Regarding the case of chlorine dioxide for long periods of time, there is not enough scientific evidence of its usefulness for covid-19 or other diseases (Burela et al., 2020). The WHO prohibits the use of this product due to serious adverse effects related to injuries in different tissues such as burns in the esophagus, stomach (manifested with nausea, diarrhea, and vomiting), or dental erosions; and by inhalation, it causes edema of the lung, cardiovascular and kidney disorders, acute liver failure, among others (Burela et al., 2020). Among the multi-vitamins, the most used during the pandemic are: Vitamin C, Vitamin D, and complex B; only vitamin D has suggested a benefit for the prevention of serious disease due to infection secondary to SARS-COV2 in people with deficiency of the vitamin (Grant et al., 2020); however, more studies are still required to show its efficacy.
The role that emotional self-medication plays in the way people react to the virus outbreak is significant. Our findings demonstrated that the participants presented greater emotional regulation during confinement. This situation has been beneficial to avoid self-medication, although it should be noticed that some people present greater regulation of their emotions and are better prepared to identify how emotions impact their behavior (Hu et al., 2014).
The relationship between risk perception of covid-19 and self-medication practices indicates that when people perceive a high risk of the virus outbreak, the effect of emotional self-medication is significant, which also leads to adopt protective behavior of health care. Therefore, people who showed greater emotional regulation during confinement decreased self-medication practices and carried out protective health care behavior. These results are consistent with the literature that shows emotional regulation function as a moderating variable between the perception of the risk of the virus and protective behavior (Rubaltelli et al., 2020).
Conclusions
The model showed that people who maintain better preventive practices against covid-19 avoid self medication and can regulate emotional self-medication. However, it was found that despite the lack of medical prescription, a third part of our participants practice self-medication at least once a week. In addition to this, we found out that healthy participants consume medications and other substances to prevent covid-19.
More studies on frequency and dose consumed to prevent or treat covid-19 are needed to find the adverse effects. As limitations of the study, the model investigated some indicators related to preventive practices for covid-19, but certainly there are other measures related to the general health of people that could be impacting the reduction of self-medication during confinement. Other studies could include the role played by family interactions, physical health, influence of the living conditions or family incomes and its influence on self-medication.

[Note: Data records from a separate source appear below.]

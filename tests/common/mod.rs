//! Common test utilities for integration tests

use std::collections::HashMap;
use std::sync::Arc;

use tempfile::TempDir;
use tokio::io::{AsyncReadExt, AsyncWriteExt};
use tokio::net::TcpListener;

use tributary::service::{EmptyFollowerDirectory, HttpTransport};
use tributary::{config, Engine};

/// A canned remote server: serves fixed responses per path.
///
/// Stands in for the remote actor/feed/hub during connect cycles, so
/// tests run without real network access.
pub struct StubRemote {
    addr: std::net::SocketAddr,
    _task: tokio::task::JoinHandle<()>,
}

/// One canned response
#[derive(Clone)]
pub struct StubResponse {
    pub content_type: String,
    pub body: String,
}

impl StubRemote {
    /// Start serving the given (path, response) routes.
    pub async fn serve(routes: Vec<(String, StubResponse)>) -> Self {
        Self::serve_with(|_| routes).await
    }

    /// Start serving routes built against the server's own base URL.
    ///
    /// Needed for ActivityPub documents, which carry absolute
    /// references (outbox, next page, attributedTo) back to the server.
    pub async fn serve_with<F>(build: F) -> Self
    where
        F: FnOnce(&str) -> Vec<(String, StubResponse)>,
    {
        let listener = TcpListener::bind("127.0.0.1:0").await.unwrap();
        let addr = listener.local_addr().unwrap();
        let routes = build(&format!("http://{}", addr));
        let routes: Arc<HashMap<String, StubResponse>> = Arc::new(routes.into_iter().collect());

        let task = tokio::spawn(async move {
            loop {
                let Ok((mut socket, _)) = listener.accept().await else {
                    return;
                };
                let routes = routes.clone();

                tokio::spawn(async move {
                    let Some(path) = read_request(&mut socket).await else {
                        return;
                    };

                    let reply = match routes.get(&path) {
                        Some(response) => format!(
                            "HTTP/1.1 200 OK\r\nContent-Type: {}\r\nContent-Length: {}\r\nConnection: close\r\n\r\n{}",
                            response.content_type,
                            response.body.len(),
                            response.body
                        ),
                        None => {
                            "HTTP/1.1 404 Not Found\r\nContent-Length: 0\r\nConnection: close\r\n\r\n"
                                .to_string()
                        }
                    };

                    let _ = socket.write_all(reply.as_bytes()).await;
                    let _ = socket.shutdown().await;
                });
            }
        });

        Self { addr, _task: task }
    }

    /// Absolute URL for a served path
    pub fn url(&self, path: &str) -> String {
        format!("http://{}{}", self.addr, path)
    }
}

/// Read one HTTP request and return its path (query string included).
async fn read_request(socket: &mut tokio::net::TcpStream) -> Option<String> {
    let mut buffer = Vec::new();
    let mut chunk = [0u8; 1024];

    while !buffer.windows(4).any(|window| window == b"\r\n\r\n") {
        let read = socket.read(&mut chunk).await.ok()?;
        if read == 0 {
            break;
        }
        buffer.extend_from_slice(&chunk[..read]);
        if buffer.len() > 64 * 1024 {
            return None;
        }
    }

    let head = String::from_utf8_lossy(&buffer);
    let request_line = head.lines().next()?;
    let path = request_line.split_whitespace().nth(1)?;
    Some(path.to_string())
}

/// Engine over a temporary database, wired with the unsigned transport.
pub struct TestEngine {
    pub engine: Engine,
    pub _temp_dir: TempDir,
}

impl TestEngine {
    pub async fn new() -> Self {
        let temp_dir = TempDir::new().unwrap();

        let config = config::AppConfig {
            server: config::ServerConfig {
                domain: "local.example".to_string(),
                protocol: "https".to_string(),
            },
            database: config::DatabaseConfig {
                path: temp_dir.path().join("test.db"),
            },
            fetch: config::FetchConfig {
                timeout_seconds: 5,
                max_body_bytes: 1024 * 1024,
                user_agent: "Tributary/0.1.0 (test)".to_string(),
            },
            ingest: config::IngestConfig {
                unread_backlog: 6,
                purge_days: 14,
            },
            websub: config::WebSubConfig {
                callback_base: String::new(),
                lease_seconds: 604_800,
            },
            scheduler: config::SchedulerConfig {
                poll_interval_seconds: 900,
            },
            logging: config::LoggingConfig {
                level: "info".to_string(),
                format: "pretty".to_string(),
            },
        };

        let http = reqwest::Client::new();
        let engine = Engine::new(
            config,
            Arc::new(HttpTransport::new(http)),
            Arc::new(EmptyFollowerDirectory),
        )
        .await
        .unwrap();

        Self {
            engine,
            _temp_dir: temp_dir,
        }
    }
}
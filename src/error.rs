//! Error types for Tributary
//!
//! All errors in the engine are converted to `AppError`. The variants map
//! onto the failure classes the connector distinguishes: connection errors
//! (recorded on the Following), conversion errors (skip one item), storage
//! errors (abort the cycle), and authorization errors (reject outright).

use thiserror::Error;

/// Application-wide error type
#[derive(Debug, Error)]
pub enum AppError {
    /// Resource not found
    #[error("Resource not found")]
    NotFound,

    /// Authentication required
    #[error("Authentication required")]
    Unauthorized,

    /// Validation error
    #[error("Validation error: {0}")]
    Validation(String),

    /// Remote source unreachable or unparsable
    ///
    /// Terminal for the connect cycle; the message is persisted on the
    /// Following record for operator visibility.
    #[error("Connection error: {0}")]
    Connection(String),

    /// A single remote item could not be converted to a Message
    ///
    /// Never terminal: the item is skipped and the cycle continues.
    #[error("Conversion error: {0}")]
    Conversion(String),

    /// Database error
    #[error("Database error: {0}")]
    Database(#[from] sqlx::Error),

    /// HTTP client error
    #[error("HTTP client error: {0}")]
    HttpClient(#[from] reqwest::Error),

    /// Activity delivery error
    #[error("Delivery error: {0}")]
    Delivery(String),

    /// Configuration error
    #[error("Configuration error: {0}")]
    Config(String),

    /// Internal error
    #[error("Internal error: {0}")]
    Internal(#[from] anyhow::Error),
}

impl AppError {
    /// True when the error should skip a single item rather than abort
    /// the surrounding ingest cycle.
    pub fn is_conversion(&self) -> bool {
        matches!(self, AppError::Conversion(_))
    }
}

impl From<config::ConfigError> for AppError {
    fn from(err: config::ConfigError) -> Self {
        AppError::Config(err.to_string())
    }
}

/// Result type alias using AppError
pub type Result<T> = std::result::Result<T, AppError>;
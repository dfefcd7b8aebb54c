//! Tributary - a federation inbox engine
//!
//! # Architecture
//!
//! ```text
//! ┌─────────────────────────────────────────────────────────────┐
//! │                  Host Application (external)                 │
//! │  - Task scheduler, web routing, auth, delivery signing      │
//! └─────────────────────────────────────────────────────────────┘
//!                              │
//! ┌─────────────────────────────────────────────────────────────┐
//! │                     Service Layer                            │
//! │  - Following state machine / Inbox ingestion                │
//! │  - Response reconciliation / Outbox publishing              │
//! └─────────────────────────────────────────────────────────────┘
//!                              │
//! ┌─────────────────────────────────────────────────────────────┐
//! │               Protocol Adapters + Data Layer                 │
//! │  - ActivityPub / RSS / WebSub                               │
//! │  - SQLite (sqlx)                                            │
//! └─────────────────────────────────────────────────────────────┘
//! ```
//!
//! # Modules
//!
//! - `protocol`: adapters normalizing remote sources into canonical documents
//! - `service`: business logic layer
//! - `data`: database layer
//! - `config`: configuration management
//! - `error`: error types

pub mod config;
pub mod data;
pub mod error;
pub mod protocol;
pub mod service;

use std::sync::Arc;

use service::{
    ActivityTransport, FolderService, FollowerDirectory, FollowingService, InboxService,
    OutboxEvent, OutboxPublisher, ResponseService,
};

/// Engine state shared with the host application
///
/// Wires configuration, storage and the service layer together. The
/// external task scheduler drives it through [`Engine::connect`],
/// [`Engine::websub_notification`] and [`Engine::set_response`].
#[derive(Clone)]
pub struct Engine {
    /// Application configuration
    pub config: Arc<config::AppConfig>,

    /// Database connection pool
    pub db: Arc<data::Database>,

    /// Following lifecycle service
    pub followings: Arc<FollowingService>,

    /// Inbox ingestion service
    pub inbox: Arc<InboxService>,

    /// Folder service
    pub folders: Arc<FolderService>,

    /// Response reconciliation service
    pub responses: Arc<ResponseService>,

    /// Outbox publisher
    pub outbox: Arc<OutboxPublisher>,
}

impl Engine {
    /// Initialize the engine
    ///
    /// # Steps
    /// 1. Connect to SQLite database
    /// 2. Build the remote HTTP client
    /// 3. Wire the service layer
    ///
    /// # Arguments
    /// * `config` - Application configuration
    /// * `transport` - Delivery capability (signing is the host's concern)
    /// * `followers` - Follower inbox enumeration
    ///
    /// # Errors
    /// Returns error if any initialization step fails
    pub async fn new(
        config: config::AppConfig,
        transport: Arc<dyn ActivityTransport>,
        followers: Arc<dyn FollowerDirectory>,
    ) -> Result<Self, error::AppError> {
        tracing::info!("Initializing engine...");

        let config = Arc::new(config);

        // 1. Connect to SQLite database
        let db = Arc::new(data::Database::connect(&config.database.path).await?);
        tracing::info!("Database connected");

        // 2. Build the remote HTTP client
        let client = protocol::RemoteClient::new(&config.fetch)?;

        // 3. Wire the service layer
        let outbox = Arc::new(OutboxPublisher::new(transport, followers));
        let inbox = Arc::new(InboxService::new(
            db.clone(),
            config.ingest.unread_backlog,
        ));
        let folders = Arc::new(FolderService::new(db.clone()));
        let responses = Arc::new(ResponseService::new(
            db.clone(),
            config.server.base_url(),
        ));
        let followings = Arc::new(FollowingService::new(
            db.clone(),
            client,
            inbox.clone(),
            folders.clone(),
            outbox.clone(),
            config.clone(),
        ));

        tracing::info!("Engine initialized successfully");

        Ok(Self {
            config,
            db,
            followings,
            inbox,
            folders,
            responses,
            outbox,
        })
    }

    /// Run one connect cycle for a Following (scheduler entry point).
    pub async fn connect(&self, following_id: &str) -> Result<(), error::AppError> {
        self.followings.connect(following_id).await
    }

    /// Ingest a WebSub push notification body (callback entry point).
    ///
    /// Runs through the same ingestion pipeline as a connect cycle, but
    /// never through the connection state machine: a push failure does
    /// not change the Following's status.
    pub async fn websub_notification(
        &self,
        following_id: &str,
        body: &[u8],
    ) -> Result<service::IngestOutcome, error::AppError> {
        let following = self
            .db
            .get_following(following_id)
            .await?
            .ok_or(error::AppError::NotFound)?;

        let documents = protocol::websub::parse_notification(body)
            .map_err(|e| error::AppError::Conversion(e.to_string()))?;

        let outcome = self
            .inbox
            .ingest(
                &following,
                protocol::ItemStream::from_documents(documents),
                false,
            )
            .await?;

        self.folders
            .recalculate_unread_count(&following.user_id, &following.folder_id)
            .await?;

        Ok(outcome)
    }

    /// Set, replace or delete a user's response to a message and
    /// broadcast the resulting events (user-action entry point).
    pub async fn set_response(
        &self,
        user_id: &str,
        message_id: &str,
        response_type: &str,
        value: &str,
    ) -> Result<Vec<OutboxEvent>, error::AppError> {
        let actor_url = self.config.server.actor_url(user_id);
        let events = self
            .responses
            .set_response(user_id, &actor_url, message_id, response_type, value)
            .await?;

        // Delivery failures are logged inside the publisher; local
        // state is already the source of truth.
        self.outbox.dispatch(&events).await;

        Ok(events)
    }

    /// Purge aged read messages for one Following (scheduler entry
    /// point), then refresh the folder count.
    pub async fn purge_following(&self, following_id: &str) -> Result<u64, error::AppError> {
        let following = self
            .db
            .get_following(following_id)
            .await?
            .ok_or(error::AppError::NotFound)?;

        let purged = self.inbox.purge(&following).await?;

        if purged > 0 {
            self.folders
                .recalculate_unread_count(&following.user_id, &following.folder_id)
                .await?;
        }

        Ok(purged)
    }
}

This research contributes to better understand the importance of emotional self-medication to avoid self-medication during covid-19 pandemic. The results could be of special interest to health professionals and public policy makers to create programs to educate people in order to take better care of their health and reduce the inappropriate use of drugs without prior medical prescription.
Conflict of interest
The authors declare that there is not conflict of interest.